How Cops Are Using Flock Safety's ALPR Network to Surveil Protesters and Activists

Through an analysis of 10 months of nationwide searches on Flock Safety's servers, we discovered that more than 50 federal, state, and local agencies ran hundreds of searches through Flock's national network of surveillance data in connection with protest activity. In some cases, law enforcement specifically targeted known activist groups, demonstrating how mass surveillance technology increasingly threatens our freedom to demonstrate.

Electronic Frontier Foundation

I recently contributed to https://deflock.me/

We had a local story where the gist was the police said they searched ALPR for the welfare of a young woman, but it was actually more focused on a possible abortion. [1] "Unrelated" this same Sheriff was later charged with sexual harassment, perjury, and retaliation against a witness [2]. These are the types that are able to easily track you if they wanted to.

[1] https://www.eff.org/deeplinks/2025/10/flock-safety-and-texas...

[2] https://www.fox4news.com/news/johnson-county-sheriff-arreste...

DeFlock

Find license plate readers (LPRs) near you.

The thing about this Texas abortion Flock story is: whether or not your muni keeps Flock, absolutely no municipality should have out-of-state data sharing on (arguably, none of them should have any data sharing on at all --- operationally, departments do just fine making phone calls and getting the data they need).

This is totally configurable inside Flock. It's very easy for a police department to do. Sometimes they'll argue that they need to keep sharing open because sharing is reciprocal --- that's not true (in fact, you don't even need to have Flock cameras to get access to Flock data; that's a SKU Flock has!).

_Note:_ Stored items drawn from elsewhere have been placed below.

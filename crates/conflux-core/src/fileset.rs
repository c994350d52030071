//! File set and source positions
//!
//! Every file parsed during a load is registered in one shared [`FileSet`].
//! Each file occupies a disjoint range of global offsets, so a single
//! [`Pos`] identifies both the file and the byte offset inside it. The set
//! also hands out syntax node identifiers, which keeps them unique across
//! every file of a program.

use std::fmt;
use std::sync::atomic::{AtomicU32, Ordering};
use std::sync::Arc;

use parking_lot::RwLock;
use serde::{Deserialize, Serialize};

use crate::ast::NodeId;
use crate::error::CoreError;

/// A global position within a [`FileSet`]. `Pos::NONE` means "no position".
#[derive(
    Debug, Clone, Copy, PartialEq, Eq, Hash, PartialOrd, Ord, Default, Serialize, Deserialize,
)]
pub struct Pos(u32);

impl Pos {
    pub const NONE: Pos = Pos(0);

    pub fn new(raw: u32) -> Self {
        Pos(raw)
    }

    pub fn raw(self) -> u32 {
        self.0
    }

    pub fn is_valid(self) -> bool {
        self.0 != 0
    }
}

/// A resolved, human-readable source location
#[derive(Debug, Clone, PartialEq, Eq, Serialize, Deserialize)]
pub struct Position {
    pub filename: String,
    /// 1-based line number
    pub line: u32,
    /// 1-based column, in bytes
    pub column: u32,
}

impl fmt::Display for Position {
    fn fmt(&self, f: &mut fmt::Formatter<'_>) -> fmt::Result {
        write!(f, "{}:{}:{}", self.filename, self.line, self.column)
    }
}

/// Offsets and line table for one registered file
#[derive(Debug)]
pub struct SourceMap {
    name: String,
    base: u32,
    size: u32,
    line_starts: Vec<u32>,
}

impl SourceMap {
    pub fn name(&self) -> &str {
        &self.name
    }

    pub fn base(&self) -> u32 {
        self.base
    }

    pub fn size(&self) -> u32 {
        self.size
    }

    pub fn line_count(&self) -> usize {
        self.line_starts.len()
    }

    /// Global position of a byte offset inside this file
    pub fn pos(&self, offset: usize) -> Pos {
        let offset = (offset as u32).min(self.size);
        Pos(self.base + offset)
    }

    /// Whether `pos` falls inside this file (the end-of-file position included)
    pub fn contains(&self, pos: Pos) -> bool {
        pos.0 >= self.base && pos.0 <= self.base + self.size
    }

    pub fn position(&self, pos: Pos) -> Position {
        let offset = pos.0.saturating_sub(self.base);
        let line_idx = match self.line_starts.binary_search(&offset) {
            Ok(idx) => idx,
            Err(idx) => idx - 1,
        };
        Position {
            filename: self.name.clone(),
            line: line_idx as u32 + 1,
            column: offset - self.line_starts[line_idx] + 1,
        }
    }
}

#[derive(Debug)]
struct Files {
    next_base: u32,
    files: Vec<Arc<SourceMap>>,
}

/// Registry of all source files seen during a load
#[derive(Debug)]
pub struct FileSet {
    files: RwLock<Files>,
    next_node: AtomicU32,
}

impl Default for FileSet {
    fn default() -> Self {
        Self::new()
    }
}

impl FileSet {
    pub fn new() -> Self {
        Self {
            files: RwLock::new(Files {
                next_base: 1,
                files: Vec::new(),
            }),
            next_node: AtomicU32::new(0),
        }
    }

    /// Register a file and return its source map. Positions of the new file
    /// start at the current base of the set. Fails once the set's offset
    /// space is exhausted.
    pub fn add_file(&self, name: &str, src: &str) -> Result<Arc<SourceMap>, CoreError> {
        let full = || CoreError::FileSetFull(name.to_string());
        let size = u32::try_from(src.len()).map_err(|_| full())?;

        let mut files = self.files.write();
        let base = files.next_base;
        // One extra offset so that end-of-file positions stay distinct.
        let next_base = base
            .checked_add(size)
            .and_then(|end| end.checked_add(1))
            .ok_or_else(full)?;

        let mut line_starts = vec![0u32];
        line_starts.extend(
            src.bytes()
                .enumerate()
                .filter(|(_, b)| *b == b'\n')
                .map(|(i, _)| i as u32 + 1),
        );
        let map = Arc::new(SourceMap {
            name: name.to_string(),
            base,
            size,
            line_starts,
        });
        files.next_base = next_base;
        files.files.push(map.clone());
        Ok(map)
    }

    /// Find the file containing `pos`
    pub fn file(&self, pos: Pos) -> Option<Arc<SourceMap>> {
        if !pos.is_valid() {
            return None;
        }
        let files = self.files.read();
        let idx = files.files.partition_point(|f| f.base <= pos.0);
        idx.checked_sub(1)
            .map(|i| files.files[i].clone())
            .filter(|f| f.contains(pos))
    }

    pub fn position(&self, pos: Pos) -> Result<Position, CoreError> {
        self.file(pos)
            .map(|f| f.position(pos))
            .ok_or(CoreError::PositionOutOfRange(pos))
    }

    pub fn file_count(&self) -> usize {
        self.files.read().files.len()
    }

    /// Allocate a fresh syntax node identifier
    pub fn next_node_id(&self) -> NodeId {
        NodeId::new(self.next_node.fetch_add(1, Ordering::Relaxed))
    }
}

#[cfg(test)]
mod tests {
    use super::*;
    use pretty_assertions::assert_eq;

    #[test]
    fn test_positions_across_files() {
        let fset = FileSet::new();
        let a = fset.add_file("a.cfx", "package a\nconst X = 1\n").unwrap();
        let b = fset.add_file("b.cfx", "package a\n").unwrap();

        assert!(b.base() > a.base() + a.size());

        let pos = a.pos(10);
        assert_eq!(
            fset.position(pos).unwrap(),
            Position {
                filename: "a.cfx".to_string(),
                line: 2,
                column: 1,
            }
        );

        let pos = b.pos(8);
        assert_eq!(fset.position(pos).unwrap().to_string(), "b.cfx:1:9");
    }

    #[test]
    fn test_no_position() {
        let fset = FileSet::new();
        fset.add_file("a.cfx", "package a").unwrap();
        assert!(fset.file(Pos::NONE).is_none());
        assert!(matches!(
            fset.position(Pos::new(10_000)),
            Err(CoreError::PositionOutOfRange(_))
        ));
    }

    #[test]
    fn test_exhausted_offset_space() {
        let fset = FileSet::new();
        fset.files.write().next_base = u32::MAX - 8;
        let err = fset.add_file("fits.cfx", "package a").unwrap_err();
        assert_eq!(err, CoreError::FileSetFull("fits.cfx".to_string()));

        fset.files.write().next_base = u32::MAX - 16;
        let fits = fset.add_file("fits.cfx", "package a").unwrap();
        assert_eq!(fits.base(), u32::MAX - 16);
        assert!(matches!(
            fset.add_file("next.cfx", "package b"),
            Err(CoreError::FileSetFull(ref name)) if name == "next.cfx"
        ));
        assert_eq!(fset.file_count(), 1);
    }

    #[test]
    fn test_node_ids_are_unique() {
        let fset = FileSet::new();
        let first = fset.next_node_id();
        let second = fset.next_node_id();
        assert_ne!(first, second);
    }

    proptest::proptest! {
        #[test]
        fn prop_every_offset_maps_back_to_its_file(src in "[a-z\n ]{0,64}", offset in 0usize..64) {
            let fset = FileSet::new();
            fset.add_file("lead.cfx", "package lead\n").unwrap();
            let map = fset.add_file("p.cfx", &src).unwrap();
            let pos = map.pos(offset);
            let found = fset.file(pos).expect("position inside file");
            proptest::prop_assert_eq!(found.name(), "p.cfx");
            let position = found.position(pos);
            proptest::prop_assert!(position.line as usize <= map.line_count());
        }
    }
}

We piloted Flock with open sharing (my commission got consultation for the police General Order for ALPRs in our municipality, we pushed for no sharing alongside a bunch of other restrictions, we got most of what we wanted but not the sharing stuff). When the pilot ended and the board needed a go-no-go on deployment, another push got made on sharing and we got out-of-state sharing disabled as a condition of deployment. Then at contract renewal, when the writing was on the wall that we were killing the contract†, our police department turned off all sharing.

Even if you're not worried about stuff like reproductive health care (you should be), it doesn't make sense to allow departments that don't share your General Orders direct access to your telemetry.

† I wasn't a supporter on this for complicated reasons.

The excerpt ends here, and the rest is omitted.